Vakit geçirmek için otele dönüp lobisine dönüyorum. Resepsiyondaki Filipinli kadınla laflıyoruz. Dört çocuğu ve kocasını memlekette bırakıp gelmiş çalışmaya. Dubaide daha çok para varmış ama insan olarak yabancıların değeri yok gibiymiş. Ama Umman’da insanlar saygılıymış. Sağ olsun, havalimanına nasıl gideceğimi, nereden binmem gerektiğini vb her şeyi söyledi.

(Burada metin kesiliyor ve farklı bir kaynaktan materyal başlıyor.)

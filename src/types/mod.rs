//! Core value types shared across the crate

pub mod handle;
pub mod ids;
pub mod object_type;
pub mod point;
pub mod properties;

pub use handle::StableHandle;
pub use ids::{DrawingId, LayerId, NetworkId, ObjectId, ProjectId, Srid};
pub use object_type::{DomainTable, GeometryKind, NetworkMode, ObjectType, UtilitySystem};
pub use point::Point3;
pub use properties::{bag, keys, PropertyBag, PropertyValue};
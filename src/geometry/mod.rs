//! Geometry codec: decoded CAD shapes ⇄ ordered 3D point sequences
//!
//! Both directions are pure functions. Every coordinate keeps its explicit
//! Z component through the whole pipeline — a source Z of exactly 0.0 is
//! still a Z, and the geometry stays 3D. Curved primitives with no direct
//! target-format equivalent are discretized to [`ARC_SEGMENTS`] chords;
//! that count is part of the round-trip tolerance contract, not an
//! implementation detail.

pub mod hash;
pub mod wkt;

pub use hash::geometry_hash;
pub use wkt::{parse_wkt, to_ewkt, to_wkt};

use std::f64::consts::TAU;

use crate::entities::{EntityKind, NativeShape};
use crate::error::{BridgeError, Result};
use crate::types::{GeometryKind, Point3};

/// Chord count used when discretizing arcs and circles.
///
/// Fixed at 32 so the discretization error stays inside the documented
/// 0.001 round-trip tolerance for survey-scale radii.
pub const ARC_SEGMENTS: usize = 32;

/// Default linear tolerance for ring-closure detection
pub const DEFAULT_TOLERANCE: f64 = 1e-3;

/// A shape normalized to an ordered 3D point sequence
///
/// Polygons store their ring without the duplicated closing vertex; the
/// WKT writer re-closes the ring on output.
#[derive(Debug, Clone, PartialEq)]
pub struct Geometry {
    pub kind: GeometryKind,
    pub points: Vec<Point3>,
}

impl Geometry {
    pub fn new(kind: GeometryKind, points: Vec<Point3>) -> Self {
        Geometry { kind, points }
    }

    /// A single-point geometry
    pub fn point(p: Point3) -> Self {
        Geometry::new(GeometryKind::Point, vec![p])
    }

    pub fn vertex_count(&self) -> usize {
        self.points.len()
    }
}

/// Convert a decoded CAD shape into its normalized point sequence
///
/// Uses [`DEFAULT_TOLERANCE`] for ring-closure detection.
pub fn decode(shape: &NativeShape) -> Result<Geometry> {
    decode_with_tolerance(shape, DEFAULT_TOLERANCE)
}

/// [`decode`] with an explicit ring-closure tolerance
///
/// Malformed input (too few vertices for the shape kind) yields a typed
/// error, never a partial coordinate list.
pub fn decode_with_tolerance(shape: &NativeShape, tolerance: f64) -> Result<Geometry> {
    match shape {
        NativeShape::Point { location } => Ok(Geometry::point(*location)),
        NativeShape::BlockInsert { insertion } => Ok(Geometry::point(*insertion)),
        NativeShape::Text { insertion, .. } => Ok(Geometry::point(*insertion)),
        NativeShape::Line { start, end } => Ok(Geometry::new(
            GeometryKind::Line,
            vec![*start, *end],
        )),
        NativeShape::Polyline {
            vertices,
            is_closed,
        } => decode_polyline(vertices, *is_closed, tolerance),
        NativeShape::Arc {
            center,
            radius,
            start_angle,
            end_angle,
        } => decode_arc(*center, *radius, *start_angle, *end_angle),
        NativeShape::Circle { center, radius } => decode_circle(*center, *radius),
    }
}

fn decode_polyline(vertices: &[Point3], is_closed: bool, tolerance: f64) -> Result<Geometry> {
    if vertices.len() < 2 {
        return Err(BridgeError::MalformedGeometry {
            kind: EntityKind::Polyline,
            expected: 2,
            actual: vertices.len(),
        });
    }

    if is_closed {
        if vertices.len() < 3 {
            return Err(BridgeError::MalformedGeometry {
                kind: EntityKind::Polyline,
                expected: 3,
                actual: vertices.len(),
            });
        }
        return Ok(Geometry::new(GeometryKind::Polygon, vertices.to_vec()));
    }

    // A chain whose first and last vertices coincide within tolerance is a
    // ring; the duplicate closing vertex is dropped. Open chains are never
    // force-closed.
    let first = vertices[0];
    let last = vertices[vertices.len() - 1];
    if vertices.len() >= 4 && first.approx_eq(&last, tolerance) {
        let mut ring = vertices.to_vec();
        ring.pop();
        return Ok(Geometry::new(GeometryKind::Polygon, ring));
    }

    Ok(Geometry::new(GeometryKind::Line, vertices.to_vec()))
}

fn decode_arc(center: Point3, radius: f64, start_angle: f64, end_angle: f64) -> Result<Geometry> {
    if radius <= 0.0 {
        return Err(BridgeError::MalformedGeometry {
            kind: EntityKind::Arc,
            expected: 1,
            actual: 0,
        });
    }

    let mut sweep = end_angle - start_angle;
    if sweep <= 0.0 {
        sweep += TAU;
    }

    let step = sweep / ARC_SEGMENTS as f64;
    let points = (0..=ARC_SEGMENTS)
        .map(|i| {
            let a = start_angle + step * i as f64;
            Point3::new(
                center.x + radius * a.cos(),
                center.y + radius * a.sin(),
                center.z,
            )
        })
        .collect();

    Ok(Geometry::new(GeometryKind::Line, points))
}

fn decode_circle(center: Point3, radius: f64) -> Result<Geometry> {
    if radius <= 0.0 {
        return Err(BridgeError::MalformedGeometry {
            kind: EntityKind::Circle,
            expected: 1,
            actual: 0,
        });
    }

    let step = TAU / ARC_SEGMENTS as f64;
    // Ring without the duplicated closing vertex.
    let points = (0..ARC_SEGMENTS)
        .map(|i| {
            let a = step * i as f64;
            Point3::new(
                center.x + radius * a.cos(),
                center.y + radius * a.sin(),
                center.z,
            )
        })
        .collect();

    Ok(Geometry::new(GeometryKind::Polygon, points))
}

/// Convert a normalized point sequence back into a CAD shape
///
/// `target` names the shape the CAD-encode collaborator should receive.
/// Curved kinds (`Arc`, `Circle`) have no exact inverse once discretized
/// and come back as polylines; `Text` anchors come back as points. Flat
/// (constant-Z) geometry still leaves through the 3D primitives.
pub fn encode(geometry: &Geometry, target: EntityKind) -> Result<NativeShape> {
    let points = &geometry.points;
    if points.is_empty() {
        return Err(BridgeError::UnencodableShape {
            kind: target,
            points: 0,
        });
    }
    match (target, geometry.kind) {
        (EntityKind::Point | EntityKind::Text, GeometryKind::Point) => Ok(NativeShape::Point {
            location: points[0],
        }),
        (EntityKind::BlockInsert, GeometryKind::Point) => Ok(NativeShape::BlockInsert {
            insertion: points[0],
        }),
        (EntityKind::Line, GeometryKind::Line) if points.len() == 2 => Ok(NativeShape::Line {
            start: points[0],
            end: points[1],
        }),
        (
            EntityKind::Line | EntityKind::Polyline | EntityKind::Arc,
            GeometryKind::Line,
        ) => {
            if points.len() < 2 {
                return Err(BridgeError::UnencodableShape {
                    kind: target,
                    points: points.len(),
                });
            }
            Ok(NativeShape::Polyline {
                vertices: points.clone(),
                is_closed: false,
            })
        }
        (
            EntityKind::Polyline | EntityKind::Circle | EntityKind::Arc,
            GeometryKind::Polygon,
        ) => {
            if points.len() < 3 {
                return Err(BridgeError::UnencodableShape {
                    kind: target,
                    points: points.len(),
                });
            }
            Ok(NativeShape::Polyline {
                vertices: points.clone(),
                is_closed: true,
            })
        }
        _ => Err(BridgeError::UnencodableShape {
            kind: target,
            points: points.len(),
        }),
    }
}
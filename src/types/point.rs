//! 3D point type for survey-grade coordinates
//!
//! Every coordinate in the system carries an explicit Z component, including
//! exact 0.0. Dropping Z — even for flat geometry — is a correctness bug,
//! so there is deliberately no 2D point type in this crate.

use std::fmt;
use std::ops::{Add, Sub};

use serde::{Deserialize, Serialize};

/// A 3D coordinate with explicit elevation
#[derive(Debug, Clone, Copy, PartialEq, Serialize, Deserialize)]
pub struct Point3 {
    pub x: f64,
    pub y: f64,
    pub z: f64,
}

impl Point3 {
    /// Create a new 3D point
    pub const fn new(x: f64, y: f64, z: f64) -> Self {
        Point3 { x, y, z }
    }

    /// Origin
    pub const ZERO: Point3 = Point3::new(0.0, 0.0, 0.0);

    /// Create a point at elevation 0.0
    ///
    /// The result is still a 3D point; Z is exactly 0.0, not absent.
    pub const fn flat(x: f64, y: f64) -> Self {
        Point3 { x, y, z: 0.0 }
    }

    /// Euclidean distance to another point (all three axes)
    pub fn distance(&self, other: &Point3) -> f64 {
        (*self - *other).length()
    }

    /// Planimetric (XY-only) distance to another point
    pub fn distance_2d(&self, other: &Point3) -> f64 {
        let dx = self.x - other.x;
        let dy = self.y - other.y;
        (dx * dx + dy * dy).sqrt()
    }

    /// Vector length when the point is treated as a displacement
    pub fn length(&self) -> f64 {
        (self.x * self.x + self.y * self.y + self.z * self.z).sqrt()
    }

    /// Componentwise comparison within a linear tolerance
    pub fn approx_eq(&self, other: &Point3, tolerance: f64) -> bool {
        (self.x - other.x).abs() <= tolerance
            && (self.y - other.y).abs() <= tolerance
            && (self.z - other.z).abs() <= tolerance
    }
}

impl Default for Point3 {
    fn default() -> Self {
        Point3::ZERO
    }
}

impl Add for Point3 {
    type Output = Point3;
    fn add(self, other: Point3) -> Point3 {
        Point3::new(self.x + other.x, self.y + other.y, self.z + other.z)
    }
}

impl Sub for Point3 {
    type Output = Point3;
    fn sub(self, other: Point3) -> Point3 {
        Point3::new(self.x - other.x, self.y - other.y, self.z - other.z)
    }
}

impl fmt::Display for Point3 {
    fn fmt(&self, f: &mut fmt::Formatter<'_>) -> fmt::Result {
        write!(f, "({}, {}, {})", self.x, self.y, self.z)
    }
}
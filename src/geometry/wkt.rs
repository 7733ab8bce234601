//! WKT reader/writer with explicit Z
//!
//! The bridge exchanges geometry with the spatial datastore as WKT text.
//! Every coordinate is written with all three components — `POINT Z`,
//! `LINESTRING Z`, `POLYGON Z` — so a constant elevation of exactly 0.0
//! survives the trip. `f64` values are formatted with Rust's shortest
//! round-trip representation, which preserves sub-millimeter elevations
//! without inventing digits.
//!
//! Writes toward the datastore always go through [`to_ewkt`], which carries
//! an explicit SRID; the database default CRS is never relied on.

use std::fmt::Write as _;

use nom::{
    branch::alt,
    bytes::complete::tag_no_case,
    character::complete::{char, digit1, multispace0, multispace1},
    combinator::{all_consuming, map, map_res, opt},
    multi::separated_list1,
    number::complete::double,
    sequence::{delimited, preceded, terminated, tuple},
    IResult,
};

use super::Geometry;
use crate::error::{BridgeError, Result};
use crate::types::{GeometryKind, Point3, Srid};

/// Closure comparison for parsed polygon rings. Textual ring closure is a
/// repeated vertex, so the epsilon only has to absorb float formatting.
const RING_EPSILON: f64 = 1e-9;

/// Serialize a geometry as WKT with explicit Z on every coordinate
pub fn to_wkt(geometry: &Geometry) -> String {
    let mut out = String::new();
    match geometry.kind {
        GeometryKind::Point => {
            out.push_str("POINT Z (");
            write_coord(&mut out, &geometry.points[0]);
            out.push(')');
        }
        GeometryKind::Line => {
            out.push_str("LINESTRING Z (");
            write_coords(&mut out, &geometry.points);
            out.push(')');
        }
        GeometryKind::Polygon => {
            out.push_str("POLYGON Z ((");
            write_coords(&mut out, &geometry.points);
            // re-close the ring
            out.push_str(", ");
            write_coord(&mut out, &geometry.points[0]);
            out.push_str("))");
        }
    }
    out
}

/// Serialize a geometry as EWKT with an explicit SRID prefix
pub fn to_ewkt(geometry: &Geometry, srid: Srid) -> String {
    format!("SRID={};{}", srid, to_wkt(geometry))
}

fn write_coord(out: &mut String, p: &Point3) {
    // `{}` is the shortest representation that round-trips the exact f64.
    let _ = write!(out, "{} {} {}", p.x, p.y, p.z);
}

fn write_coords(out: &mut String, points: &[Point3]) {
    for (i, p) in points.iter().enumerate() {
        if i > 0 {
            out.push_str(", ");
        }
        write_coord(out, p);
    }
}

/// Parse a WKT geometry (with or without an `SRID=` prefix)
pub fn parse_wkt(input: &str) -> Result<Geometry> {
    let (_, geometry) = parse_ewkt(input)?;
    Ok(geometry)
}

/// Parse an EWKT geometry, returning the SRID when one is present
pub fn parse_ewkt(input: &str) -> Result<(Option<Srid>, Geometry)> {
    match all_consuming(ewkt)(input.trim()) {
        Ok((_, parsed)) => Ok(parsed),
        Err(e) => Err(BridgeError::WktParse(format!("{}: {:?}", input, e))),
    }
}

fn ewkt(input: &str) -> IResult<&str, (Option<Srid>, Geometry)> {
    tuple((opt(srid_prefix), geometry))(input)
}

fn srid_prefix(input: &str) -> IResult<&str, Srid> {
    map(
        delimited(
            tag_no_case("SRID="),
            map_res(digit1, |s: &str| s.parse::<u32>()),
            char(';'),
        ),
        Srid,
    )(input)
}

fn geometry(input: &str) -> IResult<&str, Geometry> {
    alt((point, linestring, polygon))(input)
}

fn keyword<'a>(word: &'static str) -> impl FnMut(&'a str) -> IResult<&'a str, ()> {
    map(
        tuple((
            multispace0,
            tag_no_case(word),
            multispace0,
            opt(terminated(tag_no_case("Z"), multispace0)),
        )),
        |_| (),
    )
}

fn point(input: &str) -> IResult<&str, Geometry> {
    map(
        preceded(
            keyword("POINT"),
            delimited(open_paren, coord, close_paren),
        ),
        Geometry::point,
    )(input)
}

fn linestring(input: &str) -> IResult<&str, Geometry> {
    map_res(
        preceded(
            keyword("LINESTRING"),
            delimited(open_paren, coord_seq, close_paren),
        ),
        |points| {
            if points.len() < 2 {
                return Err("linestring needs at least 2 points");
            }
            Ok(Geometry::new(GeometryKind::Line, points))
        },
    )(input)
}

fn polygon(input: &str) -> IResult<&str, Geometry> {
    map_res(
        preceded(
            keyword("POLYGON"),
            delimited(
                open_paren,
                separated_list1(
                    delimited(multispace0, char(','), multispace0),
                    delimited(open_paren, coord_seq, close_paren),
                ),
                close_paren,
            ),
        ),
        |rings| {
            if rings.len() > 1 {
                return Err("interior rings are not supported");
            }
            let mut ring = rings.into_iter().next().unwrap();
            if ring.len() >= 2 && ring[0].approx_eq(&ring[ring.len() - 1], RING_EPSILON) {
                ring.pop();
            }
            if ring.len() < 3 {
                return Err("polygon ring needs at least 3 distinct points");
            }
            Ok(Geometry::new(GeometryKind::Polygon, ring))
        },
    )(input)
}

fn open_paren(input: &str) -> IResult<&str, char> {
    delimited(multispace0, char('('), multispace0)(input)
}

fn close_paren(input: &str) -> IResult<&str, char> {
    delimited(multispace0, char(')'), multispace0)(input)
}

fn coord(input: &str) -> IResult<&str, Point3> {
    map(
        tuple((double, preceded(multispace1, double), preceded(multispace1, double))),
        |(x, y, z)| Point3::new(x, y, z),
    )(input)
}

fn coord_seq(input: &str) -> IResult<&str, Vec<Point3>> {
    separated_list1(delimited(multispace0, char(','), multispace0), coord)(input)
}

#[cfg(test)]
mod tests {
    use super::*;

    fn pt(x: f64, y: f64, z: f64) -> Point3 {
        Point3::new(x, y, z)
    }

    #[test]
    fn test_point_wkt() {
        let g = Geometry::point(pt(6_431_205.25, 1_902_334.8125, 101.532));
        assert_eq!(to_wkt(&g), "POINT Z (6431205.25 1902334.8125 101.532)");
    }

    #[test]
    fn test_zero_elevation_is_written() {
        let g = Geometry::point(pt(10.0, 20.0, 0.0));
        assert_eq!(to_wkt(&g), "POINT Z (10 20 0)");
    }

    #[test]
    fn test_linestring_wkt() {
        let g = Geometry::new(
            GeometryKind::Line,
            vec![pt(0.0, 0.0, 0.0), pt(10.0, 0.0, 1.5)],
        );
        assert_eq!(to_wkt(&g), "LINESTRING Z (0 0 0, 10 0 1.5)");
    }

    #[test]
    fn test_polygon_recloses_ring() {
        let g = Geometry::new(
            GeometryKind::Polygon,
            vec![pt(0.0, 0.0, 0.0), pt(5.0, 0.0, 0.0), pt(5.0, 5.0, 0.0)],
        );
        assert_eq!(to_wkt(&g), "POLYGON Z ((0 0 0, 5 0 0, 5 5 0, 0 0 0))");
    }

    #[test]
    fn test_ewkt_carries_srid() {
        let g = Geometry::point(pt(1.0, 2.0, 3.0));
        assert_eq!(to_ewkt(&g, Srid(2230)), "SRID=2230;POINT Z (1 2 3)");
    }

    #[test]
    fn test_parse_point() {
        let g = parse_wkt("POINT Z (1.5 2.5 0)").unwrap();
        assert_eq!(g.kind, GeometryKind::Point);
        assert_eq!(g.points[0], pt(1.5, 2.5, 0.0));
    }

    #[test]
    fn test_parse_without_z_tag() {
        let g = parse_wkt("LINESTRING(0 0 0, 1 1 1)").unwrap();
        assert_eq!(g.kind, GeometryKind::Line);
        assert_eq!(g.vertex_count(), 2);
    }

    #[test]
    fn test_parse_ewkt_srid() {
        let (srid, g) = parse_ewkt("SRID=4326;POINT Z (-117.1 32.7 0)").unwrap();
        assert_eq!(srid, Some(Srid::WGS84));
        assert_eq!(g.points[0].z, 0.0);
    }

    #[test]
    fn test_parse_polygon_strips_closing_vertex() {
        let g = parse_wkt("POLYGON Z ((0 0 0, 5 0 0, 5 5 0, 0 0 0))").unwrap();
        assert_eq!(g.kind, GeometryKind::Polygon);
        assert_eq!(g.vertex_count(), 3);
    }

    #[test]
    fn test_writer_parser_roundtrip_preserves_exact_values() {
        let g = Geometry::new(
            GeometryKind::Line,
            vec![
                pt(6_431_205.250001, 1_902_334.812501, 0.0004),
                pt(6_431_305.75, 1_902_434.0, 0.0),
            ],
        );
        let back = parse_wkt(&to_wkt(&g)).unwrap();
        assert_eq!(back, g);
    }

    #[test]
    fn test_parse_rejects_garbage() {
        assert!(parse_wkt("CIRCLE (0 0 0)").is_err());
        assert!(parse_wkt("LINESTRING Z (0 0 0)").is_err());
        assert!(parse_wkt("POLYGON Z ((0 0 0, 1 1 1, 0 0 0))").is_err());
    }
}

Söyledi de Maskat Belediyesi galiba gitmemi pek istemiyordu. Durakta epeyce bekledim, sayısız otobüs geçti ama havalimanına giden otobüslerden birisi bile geçmedi. Yanlış bir yerde değilim çünkü kocaman bir havalimanı durağı işareti var. Neyse ki olası olumsuzlukları öngörerek epeyce erkenden gitmiştim. Dayanamadım B planına geçtim. Dolmuşlardan birini durdurdum, havalimanına giden bir kadın da varmış içinde. Kısa sürede havalimanına vardık.
Havalimanına girişte güvenlik araması yok. Zaten mekân buz gibi olduğundan sıcak br yer aramakla geçiriyorsunuz içeride bulunduğunuz süreyi. Herhangi bir olumsuz durum olmaksızın işlemleri tamamlayarak Türkiye’ye doğru dönüşe geçtik.